Starting with the line that contains "let response = client.call(Request::Hello(HelloRequest" and stopping after the line that contains "async fn match_on_empty_storage_reads_null()", copy the entries below exactly. Include nothing else.

• INPUT DATA

══════════════════════════════

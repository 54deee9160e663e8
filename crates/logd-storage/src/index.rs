// SPDX-License-Identifier: Apache-2.0
// © James Ross Ω FLYING•ROBOTS <https://github.com/flyingrobots>
//! Per-path index: point segments into the log, range segments into
//! snapshots (spec.md §3 "Index entry", §4.C).

use logd_cas::BlobHash;
use logd_node::KPath;
use std::collections::HashMap;

/// One entry in a path's ordered segment list.
#[derive(Debug, Clone, Copy)]
pub enum Segment {
    /// A single commit's contribution to this path, found by reading the
    /// log record `commit` and applying its patch restricted to this path.
    Point {
        /// The commit this segment points at.
        commit: i64,
        /// The transaction that produced it.
        tx: i64,
    },
    /// A snapshot covering every commit from the path's start up to
    /// `upto_commit`, materialised as blob `hash` in the CAS store.
    Range {
        /// The highest commit this snapshot covers.
        upto_commit: i64,
        /// The CAS blob holding the materialised state.
        hash: BlobHash,
    },
}

impl Segment {
    /// The highest commit this segment accounts for.
    #[must_use]
    pub fn commit(&self) -> i64 {
        match self {
            Segment::Point { commit, .. } | Segment::Range { upto_commit: commit, .. } => *commit,
        }
    }
}

/// Which schema-visibility namespace an index operation addresses (spec.md
/// §4.C "Schema and migration"): during a migration, ordinary writes are
/// indexed into both; `MigrationPatch` only into [`Namespace::Pending`].
#[derive(Debug, Clone, Copy, PartialEq, Eq, Hash)]
pub enum Namespace {
    /// The schema currently serving reads.
    Active,
    /// The schema being migrated to.
    Pending,
}

#[derive(Debug, Default)]
struct Table {
    segments: HashMap<(Option<String>, KPath), Vec<Segment>>,
}

impl Table {
    fn append(&mut self, scope: Option<&str>, path: &KPath, segment: Segment) {
        self.segments
            .entry((scope.map(str::to_string), path.clone()))
            .or_default()
            .push(segment);
    }

    fn list(&self, scope: Option<&str>, path: &KPath) -> &[Segment] {
        self.segments
            .get(&(scope.map(str::to_string), path.clone()))
            .map_or(&[], Vec::as_slice)
    }


    fn remove_scope(&mut self, scope: &str) {
        self.segments.retain(|(s, _), _| s.as_deref() != Some(scope));
    }

    fn child_paths(&self, scope: Option<&str>, parent: &KPath) -> Vec<KPath> {
        let mut children: Vec<KPath> = self
            .segments
            .keys()
            .filter(|(s, _)| s.as_deref() == scope)
            .filter_map(|(_, p)| direct_child(parent, p))
            .collect();
        children.sort();
        children.dedup();
        children
    }
}

fn direct_child(parent: &KPath, candidate: &KPath) -> Option<KPath> {
    if !parent.is_prefix_of(candidate) || parent == candidate {
        return None;
    }
    let extra = &candidate.segments()[parent.segments().len()..];
    let first = extra.first()?;
    Some(parent.child(first.clone()))
}

/// The full per-path index, split into active and pending namespaces.
#[derive(Debug, Default)]
pub struct IndexTable {
    active: Table,
    pending: Table,
}

impl IndexTable {
    /// An empty index.
    #[must_use]
    pub fn new() -> Self {
        Self::default()
    }

    fn table(&self, ns: Namespace) -> &Table {
        match ns {
            Namespace::Active => &self.active,
            Namespace::Pending => &self.pending,
        }
    }

    fn table_mut(&mut self, ns: Namespace) -> &mut Table {
        match ns {
            Namespace::Active => &mut self.active,
            Namespace::Pending => &mut self.pending,
        }
    }

    /// Append a point segment for `path` in namespace `ns`.
    pub fn append_point(&mut self, ns: Namespace, scope: Option<&str>, path: &KPath, commit: i64, tx: i64) {
        self.table_mut(ns).append(scope, path, Segment::Point { commit, tx });
    }

    /// Ordered segments for `path` in namespace `ns`.
    #[must_use]
    pub fn list(&self, ns: Namespace, scope: Option<&str>, path: &KPath) -> &[Segment] {
        self.table(ns).list(scope, path)
    }

    /// Install a snapshot range segment for this baseline path (scopes are
    /// never snapshotted; see `DESIGN.md`). This *adds* the range alongside
    /// existing point segments rather than replacing them: a range segment
    /// only materialises state exactly at `upto_commit`, so point segments
    /// below that commit must be retained — a read asking for a commit
    /// short of the snapshot frontier still needs them to reconstruct state
    /// at that earlier point.
    pub fn install_snapshot(&mut self, ns: Namespace, path: &KPath, upto_commit: i64, hash: BlobHash) {
        self.table_mut(ns).append(None, path, Segment::Range { upto_commit, hash });
    }

    /// Remove every segment belonging to `scope`.
    pub fn remove_scope(&mut self, scope: &str) {
        self.active.remove_scope(scope);
        self.pending.remove_scope(scope);
    }

    /// Direct children of `parent` that have any indexed data, in namespace `ns`.
    #[must_use]
    pub fn child_paths(&self, ns: Namespace, scope: Option<&str>, parent: &KPath) -> Vec<KPath> {
        self.table(ns).child_paths(scope, parent)
    }

    /// Every distinct path with any segment in namespace `ns` (baseline only),
    /// used by `SwitchAndSnapshot` to find dirty paths.
    #[must_use]
    pub fn all_baseline_paths(&self, ns: Namespace) -> Vec<KPath> {
        self.table(ns)
            .segments
            .keys()
            .filter(|(s, _)| s.is_none())
            .map(|(_, p)| p.clone())
            .collect()
    }
}
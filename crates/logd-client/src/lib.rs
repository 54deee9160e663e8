// SPDX-License-Identifier: Apache-2.0
// © James Ross Ω FLYING•ROBOTS <https://github.com/flyingrobots>
//! Client helper for the logd session protocol (spec.md §4.E, §6).
//!
//! [`SessionClient`] owns a reader task that demultiplexes incoming
//! [`Response`] frames by their correlation id, routing [`Response::Event`]
//! deliveries (which carry no id — they are not replies) to a separate
//! queue a caller drains with [`SessionClient::next_event`].

use anyhow::{anyhow, Context, Result};
use logd_proto::{wire, Envelope, Request, Response, WatchEventMessage};
use std::collections::HashMap;
use std::sync::atomic::{AtomicU64, Ordering};
use std::sync::Arc;
use tokio::io::{AsyncRead, AsyncReadExt, AsyncWrite, AsyncWriteExt};
use tokio::net::{TcpStream, ToSocketAddrs};
use tokio::sync::{mpsc, oneshot, Mutex};
use tokio::task::JoinHandle;
use tracing::warn;

type PendingReplies = Arc<Mutex<HashMap<String, oneshot::Sender<Response>>>>;

/// A connection to a logd server's session protocol.
pub struct SessionClient {
    outbound: mpsc::Sender<Vec<u8>>,
    pending: PendingReplies,
    next_id: AtomicU64,
    events: Mutex<mpsc::Receiver<WatchEventMessage>>,
    reader_task: JoinHandle<()>,
    writer_task: JoinHandle<()>,
}

impl SessionClient {
    /// Connect to a logd server over TCP.
    ///
    /// # Errors
    /// Returns an error if the connection cannot be established.
    pub async fn connect(addr: impl ToSocketAddrs) -> Result<Self> {
        let stream = TcpStream::connect(addr).await.context("connect to logd server")?;
        Ok(Self::from_stream(stream))
    }

    /// Build a client over an already-established duplex stream (used by
    /// tests over `tokio::io::duplex`, and available to embedders that
    /// already hold a connected socket).
    pub fn from_stream<S>(stream: S) -> Self
    where
        S: AsyncRead + AsyncWrite + Unpin + Send + 'static,
    {
        let (mut reader, mut writer) = tokio::io::split(stream);
        let (outbound_tx, mut outbound_rx) = mpsc::channel::<Vec<u8>>(256);
        let writer_task = tokio::spawn(async move {
            while let Some(frame) = outbound_rx.recv().await {
                if writer.write_all(&frame).await.is_err() {
                    break;
                }
            }
        });

        let pending: PendingReplies = Arc::new(Mutex::new(HashMap::new()));
        let (event_tx, event_rx) = mpsc::channel(256);
        let reader_pending = pending.clone();
        let reader_task = tokio::spawn(async move {
            let mut acc: Vec<u8> = Vec::with_capacity(64 * 1024);
            let mut buf = vec![0u8; 16 * 1024];
            loop {
                let n = match reader.read(&mut buf).await {
                    Ok(0) | Err(_) => return,
                    Ok(n) => n,
                };
                acc.extend_from_slice(&buf[..n]);

                loop {
                    match wire::decode::<Envelope<Response>>(&acc) {
                        Ok((envelope, consumed)) => {
                            acc.drain(..consumed);
                            dispatch_response(envelope, &reader_pending, &event_tx).await;
                        }
                        Err(wire::FrameError::IncompleteLength | wire::FrameError::IncompleteBody) => break,
                        Err(err) => {
                            warn!(?err, "failed to decode response frame, closing connection");
                            return;
                        }
                    }
                }
            }
        });

        Self {
            outbound: outbound_tx,
            pending,
            next_id: AtomicU64::new(1),
            events: Mutex::new(event_rx),
            reader_task,
            writer_task,
        }
    }

    /// Send `req` and await the matching reply, correlated by a
    /// client-assigned id (spec.md §6 "plus an optional `id` that mirrors
    /// the request `id`").
    ///
    /// # Errors
    /// Returns an error if the connection is closed before a reply arrives,
    /// or if the request fails to encode.
    pub async fn call(&self, req: Request) -> Result<Response> {
        let id = self.next_id.fetch_add(1, Ordering::Relaxed).to_string();
        let (tx, rx) = oneshot::channel();
        self.pending.lock().await.insert(id.clone(), tx);

        let envelope = Envelope { id: Some(id.clone()), body: req };
        let frame = wire::encode(&envelope).context("encode request")?;
        if self.outbound.send(frame).await.is_err() {
            self.pending.lock().await.remove(&id);
            return Err(anyhow!("connection closed before request could be sent"));
        }

        rx.await.map_err(|_| anyhow!("connection closed before a response arrived"))
    }

    /// Receive the next watch event delivered on this connection, across
    /// every watch registered by this client (events carry their own
    /// `watch_id` field to disambiguate).
    pub async fn next_event(&self) -> Option<WatchEventMessage> {
        self.events.lock().await.recv().await
    }
}

impl Drop for SessionClient {
    fn drop(&mut self) {
        self.reader_task.abort();
        self.writer_task.abort();
    }
}

async fn dispatch_response(envelope: Envelope<Response>, pending: &PendingReplies, events: &mpsc::Sender<WatchEventMessage>) {
    match envelope.body {
        Response::Event(event) => {
            let _ = events.send(event).await;
        }
        other => {
            let Some(id) = envelope.id else {
                warn!("received a non-event response with no correlation id");
                return;
            };
            if let Some(tx) = pending.lock().await.remove(&id) {
                let _ = tx.send(other);
            }
        }
    }
}

#[cfg(test)]
#[allow(clippy::unwrap_used, clippy::expect_used)]
mod tests {
    use super::*;
    use logd_node::KPath;
    use logd_proto::{HelloRequest, MatchRequest};
    use logd_storage::Storage;
    use logd_txn::TxTable;
    use logd_watch::WatchHub;
    use std::sync::Arc as StdArc;
    use std::time::Duration;
    use tokio::io::duplex;

    fn test_engine() -> logd_session::Engine {
        let storage = Storage::new();
        logd_session::Engine {
            txs: StdArc::new(TxTable::new(storage.clone(), Duration::from_secs(5))),
            storage,
            hub: WatchHub::new(),
        }
    }

    #[tokio::test]
    async fn hello_round_trips_against_a_real_session() {
        let (client_side, server_side) = duplex(8192);
        let server = tokio::spawn(logd_session::run_session(server_side, test_engine(), logd_session::SessionConfig::default()));
        let client = SessionClient::from_stream(client_side);

        let response = client.call(Request::Hello(HelloRequest { client_info: Some("test".to_string()) })).await.unwrap();
        assert!(matches!(response, Response::Hello));

        drop(client);
        server.abort();
    }

    #[tokio::test]
    async fn match_on_empty_storage_reads_null() {
        let (client_side, server_side) = duplex(8192);
        let server = tokio::spawn(logd_session::run_session(server_side, test_engine(), logd_session::SessionConfig::default()));
        let client = SessionClient::from_stream(client_side);

        let req = MatchRequest { path: KPath::root(), scope: None, at_commit: None, match_doc: None };
        let response = client.call(Request::Match(req)).await.unwrap();
        match response {
            Response::Match(result) => assert_eq!(result.matched, None),
            other => panic!("unexpected response: {other:?}"),
        }

        drop(client);
        server.abort();
    }
}
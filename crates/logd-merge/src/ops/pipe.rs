// SPDX-License-Identifier: Apache-2.0
// © James Ross Ω FLYING•ROBOTS <https://github.com/flyingrobots>
//! `!pipe`: send the document's textual form to an external command, replace
//! with its output (spec.md §4.B).
//!
//! The document text surface syntax ("tony") is out of scope for this
//! workspace (see `logd-node`'s crate doc), so the textual form piped to and
//! from the external command is JSON via `serde_json` — a stand-in chosen
//! because every built-in [`logd_node::Value`] shape maps onto it without
//! loss of the information `!pipe`'s contract (spec.md §4.B) actually needs.

use crate::MergeError;
use logd_node::{Node, Value};
use std::io::Write as _;
use std::process::{Command, Stdio};

/// The patch child names the command to run (`{command: "..."}`). The
/// target's JSON form is written to the command's stdin; its stdout is
/// first attempted as JSON (yielding a structured [`Node`]), falling back to
/// a raw string node if that fails, per "string in, string or parsed Node
/// out" (spec.md §4.B).
///
/// # Errors
/// [`MergeError::MissingField`] if `command` is absent; [`MergeError::PipeFailed`]
/// if the process cannot be spawned, exits non-zero, or its output is not
/// valid UTF-8.
pub fn patch(target: &Node, patch_node: &Node) -> Result<Node, MergeError> {
    let command_value = patch_node
        .value
        .object_get("command")
        .ok_or(MergeError::MissingField("command"))?;
    let Value::String(command) = &command_value.value else {
        return Err(MergeError::TypeMismatch {
            expected: "string",
            found: command_value.value.kind_name(),
        });
    };

    let input = node_to_json(target).map_err(|e| MergeError::PipeFailed(e.to_string()))?;

    let mut child = Command::new("sh")
        .arg("-c")
        .arg(command)
        .stdin(Stdio::piped())
        .stdout(Stdio::piped())
        .stderr(Stdio::piped())
        .spawn()
        .map_err(|e| MergeError::PipeFailed(e.to_string()))?;

    child
        .stdin
        .take()
        .ok_or_else(|| MergeError::PipeFailed("no stdin handle".into()))?
        .write_all(input.as_bytes())
        .map_err(|e| MergeError::PipeFailed(e.to_string()))?;

    let output = child.wait_with_output().map_err(|e| MergeError::PipeFailed(e.to_string()))?;
    if !output.status.success() {
        return Err(MergeError::PipeFailed(format!("command exited with {}", output.status)));
    }
    let stdout = String::from_utf8(output.stdout).map_err(|e| MergeError::PipeFailed(e.to_string()))?;

    Ok(json_to_node(&stdout).unwrap_or_else(|| Node::new(Value::String(stdout.trim_end().to_string()))))
}

fn node_to_json(node: &Node) -> Result<String, serde_json::Error> {
    serde_json::to_string(&to_serde_value(node))
}

fn json_to_node(text: &str) -> Option<Node> {
    let value: serde_json::Value = serde_json::from_str(text.trim()).ok()?;
    Some(from_serde_value(&value))
}

fn to_serde_value(node: &Node) -> serde_json::Value {
    match &node.value {
        Value::Null => serde_json::Value::Null,
        Value::Bool(b) => serde_json::Value::Bool(*b),
        Value::Number(n) => serde_json::Number::from_f64(n.float.unwrap_or_default())
            .map(serde_json::Value::Number)
            .unwrap_or(serde_json::Value::Null),
        Value::String(s) => serde_json::Value::String(s.clone()),
        Value::Object(pairs) => {
            serde_json::Value::Object(pairs.iter().map(|(k, v)| (k.clone(), to_serde_value(v))).collect())
        }
        Value::Array(items) => serde_json::Value::Array(items.iter().map(to_serde_value).collect()),
        Value::Sparse(map) => serde_json::Value::Object(
            map.iter().map(|(k, v)| (k.to_string(), to_serde_value(v))).collect(),
        ),
    }
}

fn from_serde_value(value: &serde_json::Value) -> Node {
    match value {
        serde_json::Value::Null => Node::null(),
        serde_json::Value::Bool(b) => Node::new(Value::Bool(*b)),
        serde_json::Value::Number(n) => {
            Node::new(Value::Number(logd_node::Number::from_f64(n.as_f64().unwrap_or_default())))
        }
        serde_json::Value::String(s) => Node::new(Value::String(s.clone())),
        serde_json::Value::Array(items) => Node::new(Value::Array(items.iter().map(from_serde_value).collect())),
        serde_json::Value::Object(pairs) => {
            Node::new(Value::Object(pairs.iter().map(|(k, v)| (k.clone(), from_serde_value(v))).collect()))
        }
    }
}

#[cfg(test)]
#[allow(clippy::unwrap_used, clippy::expect_used)]
mod tests {
    use super::*;
    use logd_node::Tag;

    #[test]
    fn pipes_through_cat_unchanged() {
        let target = Node::new(Value::String("hello".into()));
        let p = Node::new(Value::Object(vec![("command".into(), Node::new(Value::String("cat".into())))]))
            .with_tag(Tag::single("pipe"));
        let result = patch(&target, &p).unwrap();
        assert_eq!(result, target);
    }

    #[test]
    fn missing_command_errors() {
        let target = Node::null();
        let p = Node::new(Value::Object(vec![])).with_tag(Tag::single("pipe"));
        assert!(matches!(patch(&target, &p), Err(MergeError::MissingField("command"))));
    }
}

══════════════════════════════

• COMPLETED EXERCISE
        let response = client.call(Request::Hello(HelloRequest { client_info: Some("test".to_string()) })).await.unwrap();
        assert!(matches!(response, Response::Hello));

        drop(client);
        server.abort();
    }

    #[tokio::test]
    async fn match_on_empty_storage_reads_null() {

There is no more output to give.